Clients sometime ask me why so many investors and business owners choose to incorporate in Delaware.
The answer is straightforward. It’s a result of the Delaware General Corporate Law and interpretations of that law by the Delaware Supreme Court and the Delaware Court of Chancery. Although it’s a small State, Delaware has set a legal framework that is pro-management, practical and extensively studied and litigated.
All of these factors lead to a body of law that is very predictable in most cases. The case of Dell, Inc. v Magnetar Global, et al., decided December 14, 2017 makes the point. This was a long-running case involving the “going private” transaction in 2013 by Michael Dell, founder, and affiliates of a private equity firm.

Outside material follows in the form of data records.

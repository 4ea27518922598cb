//! Core types shared by the layout, component and renderer modules.
//!
//! These are plain value types: no rendering logic lives here.

use crossterm::style::{Attribute, Color, ContentStyle};

// =============================================================================
// Dimension
// =============================================================================

/// A size along one axis, in terminal cells.
///
/// ```
/// use spark_document::types::Dimension;
///
/// let width = Dimension::Cells(50);       // 50 columns
/// let half = Dimension::Percent(50.0);    // half the parent
/// let auto = Dimension::Auto;             // content-determined
/// ```
#[derive(Debug, Clone, Copy, PartialEq, Default)]
pub enum Dimension {
    /// Size from content.
    #[default]
    Auto,
    /// Absolute size in terminal cells.
    Cells(u16),
    /// Percentage of parent size (0-100).
    Percent(f32),
}

impl From<u16> for Dimension {
    fn from(value: u16) -> Self {
        if value == 0 {
            Self::Auto
        } else {
            Self::Cells(value)
        }
    }
}

// =============================================================================
// Edges
// =============================================================================

/// Per-side spacing in cells (margin, padding).
#[derive(Debug, Clone, Copy, PartialEq, Eq, Default)]
pub struct Edges {
    pub top: u16,
    pub right: u16,
    pub bottom: u16,
    pub left: u16,
}

impl Edges {
    pub const fn new(top: u16, right: u16, bottom: u16, left: u16) -> Self {
        Self {
            top,
            right,
            bottom,
            left,
        }
    }

    pub const fn all(n: u16) -> Self {
        Self::new(n, n, n, n)
    }

    /// Vertical and horizontal shorthand, like CSS `margin: 1 2`.
    pub const fn symmetric(vertical: u16, horizontal: u16) -> Self {
        Self::new(vertical, horizontal, vertical, horizontal)
    }
}

// =============================================================================
// Flex Enums
// =============================================================================

/// Flex direction for container layout.
#[derive(Debug, Clone, Copy, PartialEq, Eq, Default)]
pub enum FlexDirection {
    #[default]
    Column,
    Row,
    ColumnReverse,
    RowReverse,
}

/// Flex wrap behavior.
#[derive(Debug, Clone, Copy, PartialEq, Eq, Default)]
pub enum FlexWrap {
    #[default]
    NoWrap,
    Wrap,
}

/// Justify content (main axis alignment).
#[derive(Debug, Clone, Copy, PartialEq, Eq, Default)]
pub enum JustifyContent {
    #[default]
    FlexStart,
    Center,
    FlexEnd,
    SpaceBetween,
    SpaceAround,
    SpaceEvenly,
}

/// Align items (cross axis alignment).
#[derive(Debug, Clone, Copy, PartialEq, Eq, Default)]
pub enum AlignItems {
    #[default]
    Stretch,
    FlexStart,
    Center,
    FlexEnd,
}

/// Text wrap mode.
#[derive(Debug, Clone, Copy, PartialEq, Eq, Default)]
pub enum TextWrap {
    /// Break onto the next line when the width runs out.
    #[default]
    Wrap,
    /// One line per hard newline, clipped at the node edge.
    NoWrap,
    /// One line per hard newline, cut with an ellipsis.
    Truncate,
}

// =============================================================================
// Text Attributes (bitflags)
// =============================================================================

bitflags::bitflags! {
    /// Text attributes as a bitfield.
    ///
    /// Combine with bitwise OR: `Attr::BOLD | Attr::ITALIC`
    #[derive(Debug, Clone, Copy, PartialEq, Eq, Default)]
    pub struct Attr: u8 {
        const NONE = 0;
        const BOLD = 1 << 0;
        const DIM = 1 << 1;
        const ITALIC = 1 << 2;
        const UNDERLINE = 1 << 3;
        const BLINK = 1 << 4;
        const INVERSE = 1 << 5;
        const HIDDEN = 1 << 6;
        const STRIKETHROUGH = 1 << 7;
    }
}

impl Attr {
    const TABLE: [(Attr, Attribute); 8] = [
        (Attr::BOLD, Attribute::Bold),
        (Attr::DIM, Attribute::Dim),
        (Attr::ITALIC, Attribute::Italic),
        (Attr::UNDERLINE, Attribute::Underlined),
        (Attr::BLINK, Attribute::SlowBlink),
        (Attr::INVERSE, Attribute::Reverse),
        (Attr::HIDDEN, Attribute::Hidden),
        (Attr::STRIKETHROUGH, Attribute::CrossedOut),
    ];

    /// The crossterm attributes matching the set flags.
    pub fn attributes(self) -> impl Iterator<Item = Attribute> {
        Self::TABLE
            .into_iter()
            .filter(move |(flag, _)| self.contains(*flag))
            .map(|(_, attr)| attr)
    }
}

// =============================================================================
// Text Style
// =============================================================================

/// Foreground, background and attributes for a run of text.
///
/// Unset colors fall through to whatever style encloses the text.
#[derive(Debug, Clone, Copy, PartialEq, Eq, Default)]
pub struct TextStyle {
    pub fg: Option<Color>,
    pub bg: Option<Color>,
    pub attrs: Attr,
}

impl TextStyle {
    pub fn new() -> Self {
        Self::default()
    }

    pub fn fg(mut self, color: Color) -> Self {
        self.fg = Some(color);
        self
    }

    pub fn bg(mut self, color: Color) -> Self {
        self.bg = Some(color);
        self
    }

    pub fn attrs(mut self, attrs: Attr) -> Self {
        self.attrs |= attrs;
        self
    }

    pub fn bold(self) -> Self {
        self.attrs(Attr::BOLD)
    }

    pub fn italic(self) -> Self {
        self.attrs(Attr::ITALIC)
    }

    pub fn underline(self) -> Self {
        self.attrs(Attr::UNDERLINE)
    }

    pub fn dim(self) -> Self {
        self.attrs(Attr::DIM)
    }

    /// Layer `self` over `base`: set colors win, attributes accumulate.
    pub fn over(self, base: TextStyle) -> TextStyle {
        TextStyle {
            fg: self.fg.or(base.fg),
            bg: self.bg.or(base.bg),
            attrs: self.attrs | base.attrs,
        }
    }

    pub fn is_plain(&self) -> bool {
        self.fg.is_none() && self.bg.is_none() && self.attrs.is_empty()
    }

    /// Convert to the crossterm style used when serializing cells.
    pub fn to_content_style(self) -> ContentStyle {
        let mut style = ContentStyle::new();
        style.foreground_color = self.fg;
        style.background_color = self.bg;
        for attr in self.attrs.attributes() {
            style.attributes.set(attr);
        }
        style
    }
}

// =============================================================================
// Geometry
// =============================================================================

/// An absolute rectangle on the canvas, in cells.
#[derive(Debug, Clone, Copy, PartialEq, Eq, Default)]
pub struct Rect {
    pub x: u16,
    pub y: u16,
    pub width: u16,
    pub height: u16,
}

impl Rect {
    pub const fn new(x: u16, y: u16, width: u16, height: u16) -> Self {
        Self {
            x,
            y,
            width,
            height,
        }
    }

    pub const fn is_empty(&self) -> bool {
        self.width == 0 || self.height == 0
    }

    pub const fn right(&self) -> u16 {
        self.x.saturating_add(self.width)
    }

    pub const fn bottom(&self) -> u16 {
        self.y.saturating_add(self.height)
    }
}

/// Terminal extents as reported by a size probe.
#[derive(Debug, Clone, Copy, PartialEq, Eq, Default)]
pub struct TerminalSize {
    pub rows: u16,
    pub cols: u16,
}

impl TerminalSize {
    pub const fn new(rows: u16, cols: u16) -> Self {
        Self { rows, cols }
    }
}

// =============================================================================
// Tests
// =============================================================================

#[cfg(test)]
mod tests {
    use super::*;

    #[test]
    fn test_dimension_from_zero_is_auto() {
        assert_eq!(Dimension::from(0u16), Dimension::Auto);
        assert_eq!(Dimension::from(12u16), Dimension::Cells(12));
    }

    #[test]
    fn test_attr_to_crossterm() {
        let attrs: Vec<_> = (Attr::BOLD | Attr::UNDERLINE).attributes().collect();
        assert_eq!(attrs, vec![Attribute::Bold, Attribute::Underlined]);
        assert_eq!(Attr::NONE.attributes().count(), 0);
    }

    #[test]
    fn test_style_over() {
        let base = TextStyle::new().fg(Color::Red).bold();
        let own = TextStyle::new().fg(Color::Green).italic();
        let merged = own.over(base);
        assert_eq!(merged.fg, Some(Color::Green));
        assert!(merged.attrs.contains(Attr::BOLD | Attr::ITALIC));
        assert!(TextStyle::default().is_plain());
        assert!(!merged.is_plain());
    }

    #[test]
    fn test_plain_style_converts_to_default() {
        assert_eq!(TextStyle::default().to_content_style(), ContentStyle::new());
    }

    #[test]
    fn test_rect_edges() {
        let r = Rect::new(2, 3, 10, 4);
        assert_eq!(r.right(), 12);
        assert_eq!(r.bottom(), 7);
        assert!(!r.is_empty());
        assert!(Rect::new(0, 0, 0, 3).is_empty());
    }
}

Holders of a substantial amount of stock objected to the price paid by the Michael Dell group and demanded payment of the “fair value” of their shares. Their demand was significantly more than the deal price, even though the Dell-led group offered a 37% premium to the 90-day pre-announcement stock price. The Delaware Chancery Court decided to give no weight to the price negotiated by the Company and the buy-out group in the face of competing offers and a falling price for the Company’s stock in the market.
It preferred it’s own discounted case flow analysis.
The Delaware Supreme Court rebuffed this attempt at substituting the Chancery Court’s views for a market-based test. The Supreme Court found that the evidence introduced at the Chancery Court actually showed an efficient market for Dell stock. So, the analysis imposed by Chancery was dismissed and the case was sent back to that court for an analysis of “fair value” consistent with the principles the Supreme Court laid down in its opinion.
I see it as a victory of market-based analysis over theoretical valuation imposed by a court after the fact.